PROBLEM: In the entries that follow, find every line containing "source" and copy it.

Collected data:
Content starts

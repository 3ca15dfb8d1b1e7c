//! TaskNote Storage
//!
//! Accessors for host-owned data plus the services built directly on them:
//! - [`HostStore`]: the seam to the host's key-value plugin storage
//! - [`MemoryHostStore`]: in-memory implementation for tests and local-only use
//! - [`ReminderStore`] / [`ProjectStore`]: typed reads and read-modify-write
//!   transactions over the raw JSON blobs
//! - [`PersonDirectory`]: the assignee directory with name validation
//!
//! The host storage blob is always the source of truth; these services hold
//! copies and fully replace them on reload.

#![warn(unreachable_pub)]
#![allow(missing_docs)]

pub mod error;
pub mod host;
pub mod persons;
pub mod tasks;

pub use error::{PersonError, StoreError};
pub use host::{HostStore, JsonMap, MemoryHostStore};
pub use persons::{PersonDirectory, UsageReport, MAX_NAME_LEN};
pub use tasks::{ProjectStore, ReminderStore};

/// Version of this crate
pub const VERSION: &str = env!("CARGO_PKG_VERSION");
//! Core data model
//!
//! Task and person records mirror the host's camelCase JSON blobs; the
//! broadcast message mirrors the wire shape exactly. Unknown JSON fields are
//! tolerated everywhere since the host owns the persistence format.

use serde::{Deserialize, Serialize};

use crate::bus::Topic;

/// Task priority, ordered `high > medium > low > none`
#[derive(Debug, Clone, Copy, Default, PartialEq, Eq, Hash, Serialize, Deserialize)]
#[serde(rename_all = "lowercase")]
pub enum Priority {
    /// Highest priority
    High,
    /// Medium priority
    Medium,
    /// Low priority
    Low,
    /// No priority assigned (default)
    #[default]
    None,
}

impl Priority {
    /// Numeric weight used by the board comparator
    #[inline]
    #[must_use]
    pub fn weight(self) -> u8 {
        match self {
            Self::High => 3,
            Self::Medium => 2,
            Self::Low => 1,
            Self::None => 0,
        }
    }
}

/// A task/reminder record as stored by the host
///
/// The component only ever holds copies; the host storage blob is the source
/// of truth and is fully re-fetched on every reload.
#[derive(Debug, Clone, PartialEq, Serialize, Deserialize)]
#[serde(rename_all = "camelCase")]
pub struct Task {
    /// Stable task identity (host-generated)
    pub id: String,
    /// Display title
    #[serde(default)]
    pub title: String,
    /// Priority, `none` when absent
    #[serde(default)]
    pub priority: Priority,
    /// Owning project, if any
    pub project_id: Option<String>,
    /// Completion flag
    #[serde(default)]
    pub completed: bool,
    /// Scheduled date (host-local `YYYY-MM-DD`)
    #[serde(default)]
    pub date: String,
    /// Optional scheduled time
    pub time: Option<String>,
    /// Optional free-form note
    pub note: Option<String>,
    /// Content block this task is bound to, if any
    pub block_id: Option<String>,
    /// Assignee reference into the person directory
    pub assignee_id: Option<String>,
    /// Parent task for sub-tasks
    pub parent_id: Option<String>,
    /// Completed pomodoro sessions
    #[serde(default)]
    pub pomodoro_count: u32,
    /// Accumulated focus time in seconds
    #[serde(default)]
    pub focus_time: u64,
    /// Explicit sort key (manual ordering)
    #[serde(default)]
    pub sort: i64,
    /// Creation timestamp (host-local `YYYY-MM-DD HH:MM:SS`)
    pub created_time: Option<String>,
    /// Completion timestamp, set when `completed` flips to true
    pub completed_time: Option<String>,
    /// Optional end date for ranged tasks
    pub end_date: Option<String>,
    /// Comma-separated category ids
    pub category_id: Option<String>,
}

impl Task {
    /// Create a minimal task with the given id and title
    #[must_use]
    pub fn new(id: impl Into<String>, title: impl Into<String>) -> Self {
        Self {
            id: id.into(),
            title: title.into(),
            priority: Priority::None,
            project_id: None,
            completed: false,
            date: String::new(),
            time: None,
            note: None,
            block_id: None,
            assignee_id: None,
            parent_id: None,
            pomodoro_count: 0,
            focus_time: 0,
            sort: 0,
            created_time: None,
            completed_time: None,
            end_date: None,
            category_id: None,
        }
    }

    /// Set the priority (builder style)
    #[inline]
    #[must_use]
    pub fn with_priority(mut self, priority: Priority) -> Self {
        self.priority = priority;
        self
    }

    /// Set the assignee (builder style)
    #[inline]
    #[must_use]
    pub fn with_assignee(mut self, assignee_id: impl Into<String>) -> Self {
        self.assignee_id = Some(assignee_id.into());
        self
    }

    /// Set the parent task (builder style)
    #[inline]
    #[must_use]
    pub fn with_parent(mut self, parent_id: impl Into<String>) -> Self {
        self.parent_id = Some(parent_id.into());
        self
    }

    /// Set the note (builder style)
    #[inline]
    #[must_use]
    pub fn with_note(mut self, note: impl Into<String>) -> Self {
        self.note = Some(note.into());
        self
    }

    /// Whether the task has no assignee
    #[inline]
    #[must_use]
    pub fn is_unassigned(&self) -> bool {
        self.assignee_id.as_deref().map_or(true, str::is_empty)
    }
}

/// Assignee directory entry
#[derive(Debug, Clone, PartialEq, Eq, Serialize, Deserialize)]
#[serde(rename_all = "camelCase")]
pub struct Person {
    /// Stable person identity
    pub id: String,
    /// Display name, unique case-insensitively within the directory
    pub name: String,
    /// RFC 3339 creation timestamp
    pub created_at: String,
}

/// A named data domain subject to reload
#[derive(Debug, Clone, Copy, PartialEq, Eq, Hash)]
pub enum Scope {
    /// Task/reminder data
    Reminder,
    /// Project data
    Project,
}

impl Scope {
    /// Parse a wire scope value; unknown values yield `None` and are ignored
    #[must_use]
    pub fn parse(value: &str) -> Option<Self> {
        match value {
            "reminder" => Some(Self::Reminder),
            "project" => Some(Self::Project),
            _ => None,
        }
    }

    /// Wire representation
    #[inline]
    #[must_use]
    pub fn as_str(self) -> &'static str {
        match self {
            Self::Reminder => "reminder",
            Self::Project => "project",
        }
    }

    /// Bus topic announced after this scope has been reloaded
    #[inline]
    #[must_use]
    pub fn topic(self) -> Topic {
        match self {
            Self::Reminder => Topic::ReminderUpdated,
            Self::Project => Topic::ProjectUpdated,
        }
    }
}

/// Message exchanged over the host's broadcast channel
///
/// Exact wire shape:
/// `{ "sid": "<session id>", "type": "REFRESH_DATA", "scope": ["reminder", ...] }`
///
/// The message is transient - it exists only for the duration of handling.
#[derive(Debug, Clone, PartialEq, Eq, Serialize, Deserialize)]
pub struct BroadcastMessage {
    /// Originating client session id, used for self-suppression
    pub sid: String,
    /// Message tag; only [`BroadcastMessage::REFRESH_DATA`] is acted upon
    #[serde(rename = "type")]
    pub kind: String,
    /// Data domains to reload, as raw wire strings
    pub scope: Vec<String>,
}

impl BroadcastMessage {
    /// The only message type that triggers reloads
    pub const REFRESH_DATA: &'static str = "REFRESH_DATA";

    /// Build a refresh message for the given scopes
    #[must_use]
    pub fn refresh(sid: impl Into<String>, scopes: &[Scope]) -> Self {
        Self {
            sid: sid.into(),
            kind: Self::REFRESH_DATA.to_string(),
            scope: scopes.iter().map(|s| s.as_str().to_string()).collect(),
        }
    }

    /// Whether this message should trigger reloads
    #[inline]
    #[must_use]
    pub fn is_refresh(&self) -> bool {
        self.kind == Self::REFRESH_DATA
    }

    /// Distinct recognized scopes, in order of first appearance
    ///
    /// Duplicates are collapsed and unknown scope values are skipped without
    /// error, preserving wire order for the remainder.
    #[must_use]
    pub fn scopes(&self) -> Vec<Scope> {
        let mut seen = Vec::new();
        for raw in &self.scope {
            if let Some(scope) = Scope::parse(raw) {
                if !seen.contains(&scope) {
                    seen.push(scope);
                }
            }
        }
        seen
    }
}

#[cfg(test)]
mod tests {
    use super::*;
    use pretty_assertions::assert_eq;

    #[test]
    fn priority_ordering_weights() {
        assert!(Priority::High.weight() > Priority::Medium.weight());
        assert!(Priority::Medium.weight() > Priority::Low.weight());
        assert!(Priority::Low.weight() > Priority::None.weight());
    }

    #[test]
    fn priority_serde_lowercase() {
        assert_eq!(serde_json::to_string(&Priority::High).unwrap(), "\"high\"");
        let p: Priority = serde_json::from_str("\"medium\"").unwrap();
        assert_eq!(p, Priority::Medium);
    }

    #[test]
    fn task_tolerates_unknown_and_missing_fields() {
        let task: Task = serde_json::from_str(
            r#"{"id":"t1","title":"Write report","repeat":{"kind":"weekly"},"isRepeatInstance":false}"#,
        )
        .unwrap();
        assert_eq!(task.id, "t1");
        assert_eq!(task.priority, Priority::None);
        assert!(!task.completed);
        assert_eq!(task.pomodoro_count, 0);
    }

    #[test]
    fn task_camel_case_round_trip() {
        let task = Task::new("t1", "Call Bob")
            .with_assignee("person-1")
            .with_parent("t0");
        let json = serde_json::to_value(&task).unwrap();
        assert_eq!(json["assigneeId"], "person-1");
        assert_eq!(json["parentId"], "t0");
        assert_eq!(json["pomodoroCount"], 0);
    }

    #[test]
    fn scope_parse_rejects_unknown() {
        assert_eq!(Scope::parse("reminder"), Some(Scope::Reminder));
        assert_eq!(Scope::parse("project"), Some(Scope::Project));
        assert_eq!(Scope::parse("calendar"), None);
        assert_eq!(Scope::parse(""), None);
    }

    #[test]
    fn message_wire_shape() {
        let msg = BroadcastMessage::refresh("sid-a", &[Scope::Reminder, Scope::Project]);
        let json = serde_json::to_value(&msg).unwrap();
        assert_eq!(json["sid"], "sid-a");
        assert_eq!(json["type"], "REFRESH_DATA");
        assert_eq!(json["scope"][0], "reminder");
        assert_eq!(json["scope"][1], "project");
    }

    #[test]
    fn message_scopes_dedup_preserving_order() {
        let msg = BroadcastMessage {
            sid: "s".to_string(),
            kind: BroadcastMessage::REFRESH_DATA.to_string(),
            scope: vec![
                "project".to_string(),
                "reminder".to_string(),
                "project".to_string(),
                "weather".to_string(),
            ],
        };
        assert_eq!(msg.scopes(), vec![Scope::Project, Scope::Reminder]);
    }

    #[test]
    fn unassigned_treats_empty_as_missing() {
        let mut task = Task::new("t1", "x");
        assert!(task.is_unassigned());
        task.assignee_id = Some(String::new());
        assert!(task.is_unassigned());
        task.assignee_id = Some("p1".to_string());
        assert!(!task.is_unassigned());
    }
}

Content ends

THE COMPLETED TASK:
//! The host storage blob is always the source of truth; these services hold
/// The component only ever holds copies; the host storage blob is the source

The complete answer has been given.